Sydney Coon, miner, said he was employed at the Band and Loch for about three months. On the 1st inst. (Good Friday) he got to the mine at 8 o'clock. He saw deceased there. He saw the men get on the cage, including Connolly, Stevens, and two others. The cage was been lowered a few feet. Lawson then got on the top deck first, followed by him (witness), then by M'Allister. He saw deceased step into the cage, and his body was in as far as he could see. He heard the braceman ask if all was right. He heard no reply either by deceased or anyone else. He then saw the braceman pull the knocker twice, and the cage was lowered about 6 feet. The cage was no sooner knocked away than he heard, someone cry out to stop the cage. It was stopped. He then saw that M'Allister's body was down in the cage. His legs appeared to be between the cage and the shaft. Someone called out to heave up. It was pulled up a few feet when deceased called out to stop. This was done. Everything was done to try and put him on his feet. He (witness) was then asked to get out and let a stronger person get in. He did not hear deceased say anything. He appeared to be injured, as he could not stand. To Mr Barrett—Witness was only about a foot away from M‘Allister, and was between deceased and the braceman. The cage usually starts fairly fast, and M'Allister called out to stop immediately after the cage started. The others also called out. To Mr Ham—Since the accident all the men get into the cage from the one side. He heard deceased say, when he was being pulled out—“l am done.” To Mr Fitches—He was standing on the catch side, and could see the brace man.
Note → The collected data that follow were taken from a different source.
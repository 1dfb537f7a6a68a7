//! Tag catalog routes.

use axum::extract::{Path, State};
use axum::http::StatusCode;
use axum::response::Json;
use serde::{Deserialize, Serialize};

use crate::model::{Palette, Tag, TagColor};
use crate::routes::ApiError;
use crate::state::AppState;

#[derive(Deserialize)]
pub struct CreateTagBody {
    pub name: String,
    pub color: TagColor,
}

#[derive(Deserialize)]
pub struct UpdateTagBody {
    pub name: Option<String>,
    pub color: Option<TagColor>,
}

#[derive(Debug, Serialize)]
pub struct PaletteEntry {
    pub name: &'static str,
    pub hex: &'static str,
}

/// `GET /api/tags/palette`: named colors offered by the tag editor.
pub async fn palette() -> Json<Vec<PaletteEntry>> {
    Json(Palette::ALL.into_iter().map(|p| PaletteEntry { name: p.as_str(), hex: p.hex() }).collect())
}

/// `GET /api/tags`
pub async fn list_tags(State(state): State<AppState>) -> Json<Vec<Tag>> {
    Json(state.board.read().await.tags().to_vec())
}

/// `POST /api/tags`: add a tag to the catalog.
pub async fn create_tag(
    State(state): State<AppState>,
    Json(body): Json<CreateTagBody>,
) -> Result<(StatusCode, Json<Tag>), ApiError> {
    let tag = state.board.write().await.create_tag(&body.name, body.color)?;
    Ok((StatusCode::CREATED, Json(tag)))
}

/// `PATCH /api/tags/:id`: rename/recolor; conversations carrying the tag
/// pick up the change.
pub async fn update_tag(
    State(state): State<AppState>,
    Path(tag_id): Path<String>,
    Json(body): Json<UpdateTagBody>,
) -> Result<Json<Tag>, ApiError> {
    let tag = state
        .board
        .write()
        .await
        .update_tag(&tag_id, body.name.as_deref(), body.color)?;
    Ok(Json(tag))
}

/// `DELETE /api/tags/:id`: remove from the catalog only.
pub async fn delete_tag(State(state): State<AppState>, Path(tag_id): Path<String>) -> Result<Json<Tag>, ApiError> {
    let tag = state.board.write().await.delete_tag(&tag_id)?;
    Ok(Json(tag))
}

#[cfg(test)]
mod tests {
    use super::*;
    use crate::state::test_helpers::test_app_state;

    #[tokio::test]
    async fn palette_lists_named_colors() {
        let Json(entries) = palette().await;
        assert_eq!(entries.len(), 8);
        assert_eq!(entries[0].name, "red");
        assert_eq!(entries[0].hex, "#EF4444");
    }

    #[tokio::test]
    async fn create_tag_accepts_hex_color_body() {
        let state = test_app_state();
        let body: CreateTagBody = serde_json::from_str(r##"{"name":"VIP","color":"#aa00ff"}"##).unwrap();
        let (status, Json(tag)) = create_tag(State(state.clone()), Json(body)).await.unwrap();
        assert_eq!(status, StatusCode::CREATED);
        assert_eq!(tag.color, TagColor::Hex("#AA00FF".into()));

        let Json(tags) = list_tags(State(state)).await;
        assert_eq!(tags.last(), Some(&tag));
    }

    #[tokio::test]
    async fn update_tag_relabels_board() {
        let state = test_app_state();
        let body = UpdateTagBody { name: Some("Lead".into()), color: Some(TagColor::Named(Palette::Pink)) };
        let Json(tag) = update_tag(State(state.clone()), Path("tag-1".into()), Json(body)).await.unwrap();
        assert_eq!(tag.name, "Lead");

        let board = state.board.read().await;
        assert_eq!(board.columns()[0].conversations[0].tags[0], tag);
    }

    #[tokio::test]
    async fn delete_unknown_tag_is_not_found() {
        let err = delete_tag(State(test_app_state()), Path("tag-99".into())).await.unwrap_err();
        assert_eq!(err.status, StatusCode::NOT_FOUND);
        assert_eq!(err.code, "E_TAG_NOT_FOUND");
    }
}
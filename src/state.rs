//! Shared application state.
//!
//! DESIGN
//! ======
//! `AppState` is injected into Axum handlers via the `State` extractor. The
//! board manager and the quick-reply book each sit behind their own
//! `RwLock`; a mutating handler holds the write lock for exactly one
//! manager call, so operations are serialized and never interleave.

use std::sync::Arc;

use tokio::sync::RwLock;

use crate::services::manager::BoardManager;
use crate::services::quick_reply::QuickReplyBook;

/// Shared application state, injected into Axum handlers via State extractor.
/// Clone is required by Axum; all inner fields are Arc-wrapped.
#[derive(Clone)]
pub struct AppState {
    pub board: Arc<RwLock<BoardManager>>,
    pub quick_replies: Arc<RwLock<QuickReplyBook>>,
}

impl AppState {
    #[must_use]
    pub fn new(board: BoardManager) -> Self {
        Self { board: Arc::new(RwLock::new(board)), quick_replies: Arc::new(RwLock::new(QuickReplyBook::new())) }
    }
}

// =============================================================================
// TEST HELPERS
// =============================================================================


#[cfg(test)]
#[path = "state_test.rs"]
mod tests;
Doctor Langmore, of the Ballarat Hospital, stated that at about 10 a.m. on Good Friday morning the deceased was brought to the hospital. He was suffering greatly from shock. The lower portion of the body from chest downwards was paralysed. He complained of pains in the palms of the hands. He was treated for fracture of the spine, and he died in the hospital on the 9th inst. The day after he was admitted he (witness) asked deceased how the accident happen ed. Deceased said he was getting into the cage and it started before he was properly inside, and that he did not know how the cage started.

John Jacob Kaufman, miner, said he had been working at the Band and Loch mine for the past 12 months. On the morning of the 1st inst he saw deceased and others there. He heard a conversation between deceased and Lawson. He heard Lawson talk of “tossing up” about going below. Deceased made no reply. He and the others then got on the cage. Before the cage was lowered heard M'Allister say “I am not right." The cage, however, went on a bit, about 18 inches. The cage was then, stopped as someone sang out “Hold.” When the cage was stopped he saw someone's two legs hanging down between the cage and the side of the shaft. He put his hand up with the assistance of Connelly got the legs back in the upper deck. When the deceased was being taken out of the cage he heard him say, “I am done.” To Mr Barrett—He did not hear Lawson tell deceased to get out of the cage. When M'Allister called out that he was not right the cage was just on the point of starting. To Mr Ham—He did not see or hear the signal being given. To Mr Fitches—He did not hear the bracemen say anything.To the Foreman—As far as he could see the cage was only lowered about 18 inches. The P.M.—If the braceman only heard the last word (right) of what the deceased said, would that be the signal to start? Witness—l don't know. William Connelly, miner, gave corroborative evidence. To Mr Ham—Any man can give the signal to start. It was the braceman's duty to see that everyone is right before he gives the signal to start. He could see the enginedriver from the deck of the cage when it was on the surface. To the Coroner—The deceased was a very cautious workman, and he never knew him to suffer from faintness.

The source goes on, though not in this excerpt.